* [Exercise prompt]: Across the entries below, how many lines include the word "fields"? Reply with only the number.

Dataset entries:

== Segment start ==

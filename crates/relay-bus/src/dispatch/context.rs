//! Per-message context handed to handlers.

use relay_types::{MessageId, MessageTypeId, OriginatorInfo, TransportMessage};

/// What a handler knows about the message it is processing.
#[derive(Debug, Clone, PartialEq, Eq)]
pub struct MessageContext {
    /// Identifier of the envelope being handled.
    pub message_id: MessageId,
    /// Type of the handled message.
    pub message_type_id: MessageTypeId,
    /// Sender of the envelope.
    pub originator: OriginatorInfo,
    /// `true` when the message was dispatched without going through the
    /// transport.
    pub is_local: bool,
}

impl MessageContext {
    /// Context for `envelope`.
    pub fn from_envelope(envelope: &TransportMessage, is_local: bool) -> Self {
        Self {
            message_id: envelope.id,
            message_type_id: envelope.message_type_id.clone(),
            originator: envelope.originator.clone(),
            is_local,
        }
    }
}
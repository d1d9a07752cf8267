//! Structured logging.
//!
//! JSON logs carry consistent fields that log aggregators can parse:
//! - `timestamp`: ISO 8601 timestamp
//! - `level`: Log level (trace, debug, info, warn, error)
//! - `target`: Emitting module (`relay_bus::service`, ...)
//! - `message_id`, `message_type`, `peer`: bus context fields

use tracing_subscriber::{layer::SubscriberExt, util::SubscriberInitExt, EnvFilter, Layer};

use crate::{TelemetryConfig, TelemetryError};

/// Install the global `tracing` subscriber described by `config`.
///
/// Fails if a global subscriber is already installed or the level filter
/// cannot be parsed.
pub fn init_logging(config: &TelemetryConfig) -> Result<(), TelemetryError> {
    let env_filter = EnvFilter::try_new(&config.log_level)
        .map_err(|e| TelemetryError::Config(e.to_string()))?;

    let output = if !config.console_output {
        None
    } else if config.json_logs {
        // JSON output for containers/production
        Some(
            tracing_subscriber::fmt::layer()
                .json()
                .with_target(true)
                .with_thread_ids(true)
                .with_file(true)
                .with_line_number(true)
                .boxed(),
        )
    } else {
        // Pretty output for development
        Some(
            tracing_subscriber::fmt::layer()
                .with_target(true)
                .with_thread_ids(false)
                .with_ansi(true)
                .boxed(),
        )
    };

    tracing_subscriber::registry()
        .with(env_filter)
        .with(output)
        .try_init()
        .map_err(|e| TelemetryError::LoggerInit(e.to_string()))?;

    tracing::info!(
        service = %config.full_service_name(),
        environment = %config.environment,
        json_logs = config.json_logs,
        "Logging initialized"
    );

    Ok(())
}

/// Route logs to the test harness output.
///
/// Safe to call from every test: only the first call installs a subscriber.
pub fn init_test_logging() {
    let env_filter = EnvFilter::try_from_default_env().unwrap_or_else(|_| EnvFilter::new("debug"));
    let _ = tracing_subscriber::fmt()
        .with_env_filter(env_filter)
        .with_test_writer()
        .try_init();
}
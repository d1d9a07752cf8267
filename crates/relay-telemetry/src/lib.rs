//! # Relay Telemetry
//!
//! Observability for the Relay bus.
//!
//! ## Components
//!
//! - **Logs**: `tracing-subscriber` with an `EnvFilter` and a pretty or JSON
//!   formatter
//! - **Metrics**: Prometheus counters, gauges and histograms for the bus
//!
//! ## Usage
//!
//! ```rust,ignore
//! use relay_telemetry::{init_telemetry, TelemetryConfig};
//!
//! let config = TelemetryConfig::from_env();
//! init_telemetry(&config).expect("Failed to init telemetry");
//! ```
//!
//! ## Environment Variables
//!
//! | Variable | Default | Description |
//! |----------|---------|-------------|
//! | `RELAY_SERVICE_NAME` | `relay` | Service name in logs |
//! | `RELAY_PEER_ID` | unset | Local peer identifier |
//! | `RELAY_LOG_LEVEL` | `info` | Log level filter |
//! | `RELAY_JSON_LOGS` | `false` | JSON formatted logs |
//! | `RELAY_ENVIRONMENT` | `Dev` | Environment label |

mod config;
mod logging;
pub mod metrics;

pub use config::TelemetryConfig;
pub use logging::{init_logging, init_test_logging};
pub use metrics::{
    encode_metrics, register_metrics, HistogramTimer, ACKS_SENT, DESERIALIZATION_FAILURES,
    HANDLER_DURATION, HANDLER_ERRORS, LOCAL_DISPATCHES, MESSAGES_RECEIVED, MESSAGES_SENT,
    PENDING_SENDS,
};

use thiserror::Error;

/// Telemetry initialization errors
#[derive(Error, Debug)]
pub enum TelemetryError {
    #[error("Failed to initialize logger: {0}")]
    LoggerInit(String),

    #[error("Failed to initialize Prometheus metrics: {0}")]
    MetricsInit(String),

    #[error("Invalid configuration: {0}")]
    Config(String),
}

/// Initialize logging and register the bus metrics.
pub fn init_telemetry(config: &TelemetryConfig) -> Result<(), TelemetryError> {
    // Metrics first (no global state beyond the registry)
    register_metrics()?;
    init_logging(config)
}
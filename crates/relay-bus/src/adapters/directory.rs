//! In-memory peer directory with explicit subscriptions.

use parking_lot::RwLock;
use relay_types::{Message, MessageTypeId, Peer, PeerId};
use std::collections::HashMap;
use tracing::debug;

use crate::ports::PeerDirectory;

/// Peer directory populated by hand.
///
/// Only peers flagged `is_up` are returned by lookups.
#[derive(Debug, Default)]
pub struct StaticPeerDirectory {
    subscriptions: RwLock<HashMap<MessageTypeId, Vec<Peer>>>,
}

impl StaticPeerDirectory {
    #[must_use]
    pub fn new() -> Self {
        Self::default()
    }

    /// Declare that `peer` handles messages of type `M`.
    pub fn subscribe<M: Message>(&self, peer: Peer) {
        self.add_subscription(M::type_name(), peer);
    }

    /// Declare that `peer` handles `message_type`, replacing any previous
    /// entry for the same peer id.
    pub fn add_subscription(&self, message_type: MessageTypeId, peer: Peer) {
        debug!(peer = %peer, message_type = %message_type, "Subscription added");
        let mut subscriptions = self.subscriptions.write();
        let peers = subscriptions.entry(message_type).or_default();
        match peers.iter_mut().find(|p| p.id == peer.id) {
            Some(existing) => *existing = peer,
            None => peers.push(peer),
        }
    }

    /// Mark `peer_id` up or down in every subscription.
    pub fn set_peer_up(&self, peer_id: &PeerId, is_up: bool) {
        for peer in self.subscriptions.write().values_mut().flatten() {
            if &peer.id == peer_id {
                peer.is_up = is_up;
            }
        }
    }

    /// Drop every subscription of `peer_id`.
    pub fn remove_peer(&self, peer_id: &PeerId) {
        let mut subscriptions = self.subscriptions.write();
        for peers in subscriptions.values_mut() {
            peers.retain(|p| &p.id != peer_id);
        }
        subscriptions.retain(|_, peers| !peers.is_empty());
    }
}

impl PeerDirectory for StaticPeerDirectory {
    fn get_peers_handling_message(&self, message_type: &MessageTypeId) -> Vec<Peer> {
        self.subscriptions
            .read()
            .get(message_type)
            .map(|peers| peers.iter().filter(|p| p.is_up).cloned().collect())
            .unwrap_or_default()
    }
}
//! # Processing Failures
//!
//! What the bus does with an envelope whose payload cannot be decoded: the
//! raw bytes are dumped to disk and a [`CustomProcessingFailed`] event is
//! published so that monitoring peers learn about the failure.

use chrono::{DateTime, Utc};
use relay_types::{Event, Message, MessageTypeId, TransportMessage};
use serde::{Deserialize, Serialize};
use std::fs;
use std::io;
use std::path::{Path, PathBuf};

/// Event published when a message could not be processed.
#[derive(Debug, Clone, PartialEq, Eq, Serialize, Deserialize)]
pub struct CustomProcessingFailed {
    /// Full type name of the component that detected the failure.
    pub source_type_full_name: String,
    /// Human-readable failure description.
    pub exception_message: String,
    /// When the failure was detected.
    pub exception_utc_time: DateTime<Utc>,
}

impl CustomProcessingFailed {
    pub fn new(
        source_type_full_name: impl Into<String>,
        exception_message: impl Into<String>,
        exception_utc_time: DateTime<Utc>,
    ) -> Self {
        Self {
            source_type_full_name: source_type_full_name.into(),
            exception_message: exception_message.into(),
            exception_utc_time,
        }
    }
}

impl Message for CustomProcessingFailed {
    fn type_name() -> MessageTypeId {
        MessageTypeId::new("Relay.CustomProcessingFailed")
    }
}

impl Event for CustomProcessingFailed {}

/// Writes undecodable payloads to a dump directory.
#[derive(Debug, Clone)]
pub struct MessageDumper {
    directory: PathBuf,
}

impl MessageDumper {
    pub fn new(directory: impl Into<PathBuf>) -> Self {
        Self {
            directory: directory.into(),
        }
    }

    /// Directory receiving the dumps.
    #[must_use]
    pub fn directory(&self) -> &Path {
        &self.directory
    }

    /// File name of the dump of `envelope` taken at `at`:
    /// `<yyyyMMdd-HH-mm-ss.ffffff>_<message type>_<message id>.bin`.
    #[must_use]
    pub fn dump_file_name(envelope: &TransportMessage, at: DateTime<Utc>) -> String {
        format!(
            "{}_{}_{}.bin",
            at.format("%Y%m%d-%H-%M-%S%.6f"),
            sanitize(envelope.message_type_id.full_name()),
            envelope.id
        )
    }

    /// Write the raw payload of `envelope`, returning the dump path.
    pub fn dump(&self, envelope: &TransportMessage, at: DateTime<Utc>) -> io::Result<PathBuf> {
        fs::create_dir_all(&self.directory)?;
        let path = self.directory.join(Self::dump_file_name(envelope, at));
        fs::write(&path, &envelope.content)?;
        Ok(path)
    }
}

fn sanitize(type_name: &str) -> String {
    type_name
        .replace("::", ".")
        .chars()
        .map(|c| match c {
            '<' | '>' | ':' | '"' | '/' | '\\' | '|' | '?' | '*' | ' ' | ',' => '_',
            c => c,
        })
        .collect()
}
//! # Ports Layer - Hexagonal Architecture Boundaries
//!
//! The bus engine is the only driving component; everything it talks to is a
//! driven port:
//!
//! - **Directory:** who handles a message type
//! - **Transport:** envelope delivery, arrivals and acknowledgments
//! - **Codec:** typed message <-> bytes
//! - **Dispatcher:** local handler invocation
//! - **Providers:** clock and message identifiers

pub mod outbound;

pub use outbound::{
    MessageCodec, MessageDispatcher, MessageIdGenerator, PeerDirectory, TimeSource, Transport,
    TransportSink,
};
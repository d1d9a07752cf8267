//! Inbound pipeline: arrivals and acknowledgments raised by the transport.
//!
//! A decoded arrival is dispatched to local handlers and acknowledged once
//! the dispatch completes. An arrival that cannot be decoded is acknowledged
//! immediately, dumped to disk and reported through a
//! [`CustomProcessingFailed`] event.

use relay_telemetry::{ACKS_SENT, DESERIALIZATION_FAILURES, MESSAGES_RECEIVED};
use relay_types::{CommandResult, MessageId, TransportMessage};
use std::sync::{Arc, Weak};
use tracing::{debug, error, warn};

use super::core::{Bus, BusInner, BusState};
use crate::dispatch::MessageDispatch;
use crate::errors::{render_error_chain, CodecError};
use crate::failure::CustomProcessingFailed;
use crate::ports::TransportSink;

/// Sink registered on the transport at start.
///
/// Holds the engine weakly so the transport does not keep it alive.
pub(super) struct BusTransportSink {
    bus: Weak<BusInner>,
}

impl BusTransportSink {
    pub fn new(bus: &Arc<BusInner>) -> Self {
        Self {
            bus: Arc::downgrade(bus),
        }
    }
}

impl TransportSink for BusTransportSink {
    fn on_message_received(&self, envelope: TransportMessage) {
        if let Some(bus) = self.bus.upgrade() {
            bus.on_message_received(envelope);
        }
    }

    fn on_acknowledged(&self, message_id: MessageId) {
        if let Some(bus) = self.bus.upgrade() {
            bus.on_acknowledged(message_id);
        }
    }
}

impl Bus {
    /// Build a dispatch for `envelope` outside the inbound pipeline.
    ///
    /// Completing the returned dispatch never acknowledges anything on the
    /// transport. An undecodable payload still goes through the failure
    /// report path and yields a dispatch without message.
    pub fn create_dispatch(&self, envelope: TransportMessage) -> MessageDispatch {
        let is_local = self.inner.is_self(envelope.sender_id());
        match self
            .inner
            .codec
            .deserialize(&envelope.message_type_id, &envelope.content)
        {
            Ok(message) => MessageDispatch::new(Some(message), envelope, is_local),
            Err(error) => {
                self.inner.handle_deserialization_error(&envelope, &error, false);
                MessageDispatch::new(None, envelope, is_local)
            }
        }
    }

    /// Hand a dispatch to the local dispatcher.
    pub fn dispatch_locally(&self, dispatch: MessageDispatch) -> Arc<MessageDispatch> {
        self.inner.dispatch_locally(dispatch)
    }
}

impl BusInner {
    fn on_message_received(&self, envelope: TransportMessage) {
        if self.state() != BusState::Started {
            warn!(
                message_id = %envelope.id,
                message_type = %envelope.message_type_id,
                "Bus not started, ignoring inbound message"
            );
            return;
        }
        MESSAGES_RECEIVED.inc();
        debug!(
            message_id = %envelope.id,
            message_type = %envelope.message_type_id,
            sender = %envelope.originator.sender_id,
            "Message received"
        );

        let message = match self
            .codec
            .deserialize(&envelope.message_type_id, &envelope.content)
        {
            Ok(message) => message,
            Err(error) => {
                self.handle_deserialization_error(&envelope, &error, true);
                return;
            }
        };

        let transport = Arc::clone(&self.transport);
        let message_id = envelope.id;
        let dispatch = MessageDispatch::new(Some(message), envelope, false).with_continuation(
            move |result| {
                if !result.is_success() {
                    debug!(
                        message_id = %message_id,
                        errors = result.errors.len(),
                        "Acknowledging message despite handler errors"
                    );
                }
                match transport.ack(&message_id) {
                    Ok(()) => ACKS_SENT.inc(),
                    Err(error) => {
                        warn!(message_id = %message_id, error = %error, "Failed to acknowledge message")
                    }
                }
            },
        );
        self.dispatcher.dispatch(Arc::new(dispatch));
    }

    fn on_acknowledged(&self, message_id: MessageId) {
        if self.pending.resolve(message_id, CommandResult::success()) {
            debug!(message_id = %message_id, "Send acknowledged");
        } else {
            debug!(message_id = %message_id, "Acknowledgment for unknown message");
        }
    }

    pub(super) fn handle_deserialization_error(
        &self,
        envelope: &TransportMessage,
        error: &CodecError,
        acknowledge: bool,
    ) {
        DESERIALIZATION_FAILURES.inc();

        // The sender must not be penalized for a local decoding failure
        if acknowledge {
            match self.transport.ack(&envelope.id) {
                Ok(()) => ACKS_SENT.inc(),
                Err(ack_error) => {
                    warn!(message_id = %envelope.id, error = %ack_error, "Failed to acknowledge message")
                }
            }
        }

        let now = self.time_source.now();
        let dump_location = match self.dumper.dump(envelope, now) {
            Ok(path) => path.display().to_string(),
            Err(dump_error) => {
                error!(
                    message_id = %envelope.id,
                    directory = %self.dumper.directory().display(),
                    error = %dump_error,
                    "Unable to dump message"
                );
                format!("<dump failed: {dump_error}>")
            }
        };

        let rendered = render_error_chain(error);
        error!(
            message_id = %envelope.id,
            message_type = %envelope.message_type_id,
            dump = %dump_location,
            error = %rendered,
            "Unable to deserialize message"
        );

        let report = CustomProcessingFailed::new(
            std::any::type_name::<Bus>(),
            format!(
                "Unable to deserialize message\n\
                 MessageType: {}\n\
                 MessageId: {}\n\
                 Dumped to: {dump_location}\n\
                 Exception: {rendered}",
                envelope.message_type_id, envelope.id
            ),
            now,
        );
        if let Err(publish_error) = self.publish_message(Arc::new(report)) {
            error!(
                message_id = %envelope.id,
                error = %publish_error,
                "Unable to publish processing failure"
            );
        }
    }
}
//! # Error Types
//!
//! Errors surfaced by the bus engine and its collaborators.

use relay_types::{MessageId, MessageTypeId, PeerId};
use thiserror::Error;

/// Errors returned by the bus engine.
#[derive(Debug, Error)]
pub enum BusError {
    /// `start` was called before `configure`.
    #[error("Bus is not configured: call configure() before start()")]
    NotConfigured,

    /// `start` or `configure` was called on a running bus.
    #[error("Bus is already running")]
    AlreadyRunning,

    /// The operation requires a started bus.
    #[error("Bus is not running")]
    NotRunning,

    /// The directory resolved no peer for a command.
    #[error("Unable to find peer for specified command: {message_type}")]
    NoPeerFound { message_type: MessageTypeId },

    /// The message could not be serialized.
    #[error(transparent)]
    Codec(#[from] CodecError),

    /// The transport rejected the operation.
    #[error(transparent)]
    Transport(#[from] TransportError),

    /// The bus dropped a pending send before it resolved (e.g. on stop).
    #[error("Completion of message {message_id} was abandoned")]
    CompletionAbandoned { message_id: MessageId },
}

/// Errors from the message codec.
#[derive(Debug, Error)]
pub enum CodecError {
    /// No serializer is registered for the message type.
    #[error("Unknown message type: {0}")]
    UnknownMessageType(MessageTypeId),

    /// The message instance is not of the type it was registered under.
    #[error("Message is not an instance of {0}")]
    TypeMismatch(MessageTypeId),

    /// Serialization failed.
    #[error("Failed to serialize {message_type}: {reason}")]
    Serialization {
        message_type: MessageTypeId,
        reason: String,
    },

    /// Deserialization failed; `source` is the original cause.
    #[error("Failed to deserialize {message_type}")]
    Deserialization {
        message_type: MessageTypeId,
        #[source]
        source: Box<dyn std::error::Error + Send + Sync>,
    },
}

/// Errors from the wire transport.
#[derive(Debug, Clone, PartialEq, Eq, Error)]
pub enum TransportError {
    /// The transport has not been started (or was stopped).
    #[error("Transport is not started")]
    NotStarted,

    /// A target peer cannot be reached.
    #[error("Peer {0} is unreachable")]
    Unreachable(PeerId),

    /// The acknowledged message is unknown to the transport.
    #[error("No received message with id {0}")]
    UnknownMessage(MessageId),

    /// Any other I/O failure.
    #[error("Transport I/O error: {0}")]
    Io(String),
}

/// Render an error and its whole `source()` chain on one line.
pub fn render_error_chain(error: &(dyn std::error::Error + 'static)) -> String {
    let mut rendered = error.to_string();
    let mut source = error.source();
    while let Some(cause) = source {
        rendered.push_str(": ");
        rendered.push_str(&cause.to_string());
        source = cause.source();
    }
    rendered
}
//! Telemetry configuration from environment variables.

use std::env;

/// Configuration for logging and metrics.
#[derive(Debug, Clone)]
pub struct TelemetryConfig {
    /// Service name attached to every log line
    pub service_name: String,

    /// Peer identifier of the local bus, if known
    pub peer_id: Option<String>,

    /// Log level filter (trace, debug, info, warn, error) or a full
    /// `EnvFilter` directive
    pub log_level: String,

    /// Whether to enable console output (for development)
    pub console_output: bool,

    /// Whether to enable JSON formatted logs
    pub json_logs: bool,

    /// Environment label (Dev, Test, Prod)
    pub environment: String,
}

impl Default for TelemetryConfig {
    fn default() -> Self {
        Self {
            service_name: "relay".to_string(),
            peer_id: None,
            log_level: "info".to_string(),
            console_output: true,
            json_logs: false,
            environment: "Dev".to_string(),
        }
    }
}

impl TelemetryConfig {
    /// Create configuration from environment variables.
    ///
    /// # Environment Variables
    ///
    /// - `RELAY_SERVICE_NAME`: Service name (default: relay)
    /// - `RELAY_PEER_ID`: Local peer identifier (default: unset)
    /// - `RELAY_LOG_LEVEL` or `RUST_LOG`: Log level (default: info)
    /// - `RELAY_CONSOLE_OUTPUT`: Enable console output (default: true)
    /// - `RELAY_JSON_LOGS`: Enable JSON logs (default: false in dev, true in containers)
    /// - `RELAY_ENVIRONMENT`: Environment label (default: Dev)
    pub fn from_env() -> Self {
        let is_container =
            env::var("KUBERNETES_SERVICE_HOST").is_ok() || env::var("DOCKER_CONTAINER").is_ok();

        Self {
            service_name: env::var("RELAY_SERVICE_NAME").unwrap_or_else(|_| "relay".to_string()),

            peer_id: env::var("RELAY_PEER_ID").ok(),

            log_level: env::var("RELAY_LOG_LEVEL")
                .or_else(|_| env::var("RUST_LOG"))
                .unwrap_or_else(|_| "info".to_string()),

            console_output: env::var("RELAY_CONSOLE_OUTPUT")
                .map(|v| v.to_lowercase() != "false" && v != "0")
                .unwrap_or(true),

            json_logs: env::var("RELAY_JSON_LOGS")
                .map(|v| v.to_lowercase() == "true" || v == "1")
                .unwrap_or(is_container),

            environment: env::var("RELAY_ENVIRONMENT").unwrap_or_else(|_| "Dev".to_string()),
        }
    }

    /// Create configuration for a specific peer.
    pub fn for_peer(peer_id: &str) -> Self {
        let mut config = Self::from_env();
        config.peer_id = Some(peer_id.to_string());
        config
    }

    /// Get the full service name including the peer.
    pub fn full_service_name(&self) -> String {
        match &self.peer_id {
            Some(peer_id) => format!("{}-{}", self.service_name, peer_id),
            None => self.service_name.clone(),
        }
    }
}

== Segment end ==

* [Result]: 2